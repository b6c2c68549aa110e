//! Time-varying boundary condition lookups: `f(t)` built either from a
//! constant or from a periodic cubic spline over a table of `(t, value)`
//! knots.

use crate::linalg::{Mat64, Vec64};
use std::fmt;

/// A table-driven time series was malformed in a way the caller must fix
/// before a simulation can start.
#[derive(Debug, Clone)]
pub enum BcTableError {
    /// Fewer than 2 knots were supplied.
    TooFewPoints,
    /// `time` and `values` had different lengths.
    LengthMismatch { time_len: usize, value_len: usize },
    /// Periodic splines require `values[0] == values[last]`.
    NotPeriodic { first: f64, last: f64 },
    /// Knot times must be strictly increasing.
    NonMonotonicTime { index: usize },
}

impl fmt::Display for BcTableError {
    fn fmt(&self, f: &mut fmt::Formatter<'_>) -> fmt::Result {
        match self {
            BcTableError::TooFewPoints => write!(f, "a boundary condition table needs at least 2 points"),
            BcTableError::LengthMismatch { time_len, value_len } => write!(
                f,
                "time series length {} does not match value series length {}",
                time_len, value_len
            ),
            BcTableError::NotPeriodic { first, last } => write!(
                f,
                "periodic boundary condition table must start and end at the same value (got {} and {})",
                first, last
            ),
            BcTableError::NonMonotonicTime { index } => write!(
                f,
                "boundary condition time series is not strictly increasing at index {}",
                index
            ),
        }
    }
}

impl std::error::Error for BcTableError {}

/// A periodic cubic spline through knots `(time[i], value[i])`, matched
/// at the endpoints so the interpolant is C1-periodic over
/// `time[last] - time[0]`.
#[derive(Debug, Clone)]
pub struct PeriodicCubicSpline {
    /// Knot times, `time[0]..time[m-1]`, strictly increasing, one period's worth.
    time: Vec<f64>,
    /// Knot values, same length as `time`; `value[0] == value[m-1]` was checked at construction.
    value: Vec<f64>,
    /// Second derivatives at each knot, periodic (`second_deriv[0] == second_deriv[m-1]`).
    second_deriv: Vec<f64>,
    period: f64,
}

impl PeriodicCubicSpline {
    /// Builds a periodic cubic spline from a time series. `time` and
    /// `values` must have equal length >= 2 and `values[0] == values[last]`.
    pub fn new(time: &[f64], values: &[f64]) -> Result<Self, BcTableError> {
        if time.len() < 2 {
            return Err(BcTableError::TooFewPoints);
        }
        if time.len() != values.len() {
            return Err(BcTableError::LengthMismatch {
                time_len: time.len(),
                value_len: values.len(),
            });
        }
        for i in 1..time.len() {
            if time[i] <= time[i - 1] {
                return Err(BcTableError::NonMonotonicTime { index: i });
            }
        }
        let first = values[0];
        let last = *values.last().unwrap();
        if (first - last).abs() > 1e-12 * first.abs().max(1.0) {
            return Err(BcTableError::NotPeriodic { first, last });
        }

        let period = time[time.len() - 1] - time[0];
        // The last knot duplicates the first (value[0] == value[m-1]), so the
        // independent periodic point set is time[0..m-1].
        let m = time.len() - 1;
        let t = &time[..m];
        let y = &values[..m];

        let second_deriv = solve_periodic_second_derivatives(t, y, period);

        Ok(Self {
            time: t.to_vec(),
            value: y.to_vec(),
            second_deriv,
            period,
        })
    }

    /// Evaluates the spline at an arbitrary time, wrapping into one period.
    pub fn eval(&self, t: f64) -> f64 {
        let m = self.time.len();
        let t0 = self.time[0];
        let mut tau = (t - t0) % self.period;
        if tau < 0.0 {
            tau += self.period;
        }
        tau += t0;

        // Locate the segment i such that time[i] <= tau < time[i+1] (last
        // segment wraps to time[0] + period).
        let mut i = match self.time.partition_point(|&x| x <= tau) {
            0 => 0,
            k => k - 1,
        };
        if i >= m {
            i = m - 1;
        }
        let i_next = (i + 1) % m;

        let t_i = self.time[i];
        let t_next = if i_next == 0 { self.time[0] + self.period } else { self.time[i_next] };
        let h = t_next - t_i;

        let y_i = self.value[i];
        let y_next = self.value[i_next];
        let m_i = self.second_deriv[i];
        let m_next = self.second_deriv[i_next];

        let a = (t_next - tau) / h;
        let b = (tau - t_i) / h;

        a * y_i
            + b * y_next
            + ((a.powi(3) - a) * m_i + (b.powi(3) - b) * m_next) * (h * h) / 6.0
    }

    /// Derivative of the interpolant with respect to time, at an
    /// arbitrary time (wrapping into one period).
    pub fn eval_derivative(&self, t: f64) -> f64 {
        let m = self.time.len();
        let t0 = self.time[0];
        let mut tau = (t - t0) % self.period;
        if tau < 0.0 {
            tau += self.period;
        }
        tau += t0;

        let mut i = match self.time.partition_point(|&x| x <= tau) {
            0 => 0,
            k => k - 1,
        };
        if i >= m {
            i = m - 1;
        }
        let i_next = (i + 1) % m;

        let t_i = self.time[i];
        let t_next = if i_next == 0 { self.time[0] + self.period } else { self.time[i_next] };
        let h = t_next - t_i;

        let y_i = self.value[i];
        let y_next = self.value[i_next];
        let m_i = self.second_deriv[i];
        let m_next = self.second_deriv[i_next];

        let a = (t_next - tau) / h;
        let b = (tau - t_i) / h;

        (y_next - y_i) / h + (h / 6.0) * (-(3.0 * a * a - 1.0) * m_i + (3.0 * b * b - 1.0) * m_next)
    }
}

/// Solves the cyclic tridiagonal system for periodic cubic spline
/// second derivatives at each of the `m` periodic knots.
fn solve_periodic_second_derivatives(t: &[f64], y: &[f64], period: f64) -> Vec<f64> {
    let m = t.len();
    if m == 1 {
        return vec![0.0];
    }

    let h = |i: usize| -> f64 {
        if i + 1 < m {
            t[i + 1] - t[i]
        } else {
            (t[0] + period) - t[m - 1]
        }
    };
    let y_next = |i: usize| -> f64 { y[(i + 1) % m] };

    let mut a = Mat64::zeros(m, m);
    let mut rhs = Vec64::zeros(m);
    for i in 0..m {
        let i_prev = (i + m - 1) % m;
        let h_prev = h(i_prev);
        let h_i = h(i);
        a[(i, i_prev)] += h_prev;
        a[(i, i)] += 2.0 * (h_prev + h_i);
        a[(i, (i + 1) % m)] += h_i;
        rhs[i] = 6.0 * ((y_next(i) - y[i]) / h_i - (y[i] - y_next(i_prev)) / h_prev);
    }

    match a.clone().lu().solve(&rhs) {
        Some(sol) => sol.iter().copied().collect(),
        // A periodic spline's cyclic system is diagonally dominant for any
        // valid (strictly increasing) knot spacing, so this only triggers
        // on malformed input that already failed validation upstream.
        None => vec![0.0; m],
    }
}

/// A time-varying scalar boundary input, `f(t)`.
#[derive(Debug, Clone)]
pub enum BcValueFn {
    Constant(f64),
    Periodic(PeriodicCubicSpline),
}

impl BcValueFn {
    /// Builds a `BcValueFn` from a table. Two knots with equal values
    /// collapse to a constant; three or more require a periodic spline.
    pub fn from_table(time: &[f64], values: &[f64]) -> Result<Self, BcTableError> {
        if time.len() == 2 && (values[0] - values[1]).abs() <= 1e-12 * values[0].abs().max(1.0) {
            return Ok(BcValueFn::Constant(values[0]));
        }
        Ok(BcValueFn::Periodic(PeriodicCubicSpline::new(time, values)?))
    }

    pub fn constant(value: f64) -> Self {
        BcValueFn::Constant(value)
    }

    pub fn eval(&self, t: f64) -> f64 {
        match self {
            BcValueFn::Constant(v) => *v,
            BcValueFn::Periodic(spline) => spline.eval(t),
        }
    }

    /// Time derivative of the lookup; zero for a constant value.
    pub fn eval_derivative(&self, t: f64) -> f64 {
        match self {
            BcValueFn::Constant(_) => 0.0,
            BcValueFn::Periodic(spline) => spline.eval_derivative(t),
        }
    }

    /// Mean value over the underlying table (or the constant itself).
    /// Used by the steady-BC prelude (SPEC_FULL.md §4.5) to collapse an
    /// unsteady input to its cycle mean.
    pub fn mean_value(&self, samples: usize) -> f64 {
        match self {
            BcValueFn::Constant(v) => *v,
            BcValueFn::Periodic(spline) => {
                let n = samples.max(2);
                let t0 = spline.time[0];
                let period = spline.period;
                let mut sum = 0.0;
                for k in 0..n {
                    let t = t0 + period * (k as f64) / (n as f64);
                    sum += spline.eval(t);
                }
                sum / n as f64
            }
        }
    }
}

#[cfg(test)]
mod tests {
    use super::*;

    #[test]
    fn two_equal_knots_collapse_to_constant() {
        let f = BcValueFn::from_table(&[0.0, 1.0], &[5.0, 5.0]).unwrap();
        assert!(matches!(f, BcValueFn::Constant(_)));
        assert_eq!(f.eval(0.3), 5.0);
        assert_eq!(f.mean_value(10), 5.0);
    }

    #[test]
    fn rejects_non_periodic_table() {
        let err = BcValueFn::from_table(&[0.0, 0.5, 1.0], &[1.0, 2.0, 3.0]).unwrap_err();
        assert!(matches!(err, BcTableError::NotPeriodic { .. }));
    }

    #[test]
    fn rejects_non_monotonic_time() {
        let err = BcValueFn::from_table(&[0.0, 1.0, 0.5], &[1.0, 2.0, 1.0]).unwrap_err();
        assert!(matches!(err, BcTableError::NonMonotonicTime { .. }));
    }

    #[test]
    fn spline_interpolates_knots_exactly() {
        let time = vec![0.0, 0.25, 0.5, 0.75, 1.0];
        let values = vec![0.0, 1.0, 0.0, -1.0, 0.0];
        let f = BcValueFn::from_table(&time, &values).unwrap();
        for (t, v) in time.iter().zip(values.iter()) {
            let got = f.eval(*t);
            assert!((got - v).abs() < 1e-8, "t={t} expected={v} got={got}");
        }
    }

    #[test]
    fn spline_wraps_periodically() {
        let time = vec![0.0, 0.25, 0.5, 0.75, 1.0];
        let values = vec![0.0, 1.0, 0.0, -1.0, 0.0];
        let f = BcValueFn::from_table(&time, &values).unwrap();
        let at_half = f.eval(0.25);
        let one_period_later = f.eval(1.25);
        assert!((at_half - one_period_later).abs() < 1e-8);
    }

    #[test]
    fn derivative_matches_finite_difference() {
        let n = 60;
        let time: Vec<f64> = (0..=n).map(|i| i as f64 / n as f64).collect();
        let values: Vec<f64> = time.iter().map(|t| (2.0 * std::f64::consts::PI * t).sin()).collect();
        let f = BcValueFn::from_table(&time, &values).unwrap();
        let t = 0.37;
        let h = 1e-5;
        let fd = (f.eval(t + h) - f.eval(t - h)) / (2.0 * h);
        let analytic = f.eval_derivative(t);
        assert!((fd - analytic).abs() < 1e-3, "fd={fd} analytic={analytic}");
    }

    #[test]
    fn sine_like_table_has_zero_mean() {
        let n = 40;
        let time: Vec<f64> = (0..=n).map(|i| i as f64 / n as f64).collect();
        let values: Vec<f64> = time.iter().map(|t| (2.0 * std::f64::consts::PI * t).sin()).collect();
        let f = BcValueFn::from_table(&time, &values).unwrap();
        assert!(f.mean_value(400).abs() < 1e-3);
    }
}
****************************************
> _Requirement_
Of the entries above, repeat exactly the lines from the line with "let first = values[0];" through the line with "let t = &time[..m];", both of them included.

> _Task result_
        let first = values[0];
        let last = *values.last().unwrap();
        if (first - last).abs() > 1e-12 * first.abs().max(1.0) {
            return Err(BcTableError::NotPeriodic { first, last });
        }

        let period = time[time.len() - 1] - time[0];
        // The last knot duplicates the first (value[0] == value[m-1]), so the
        // independent periodic point set is time[0..m-1].
        let m = time.len() - 1;
        let t = &time[..m];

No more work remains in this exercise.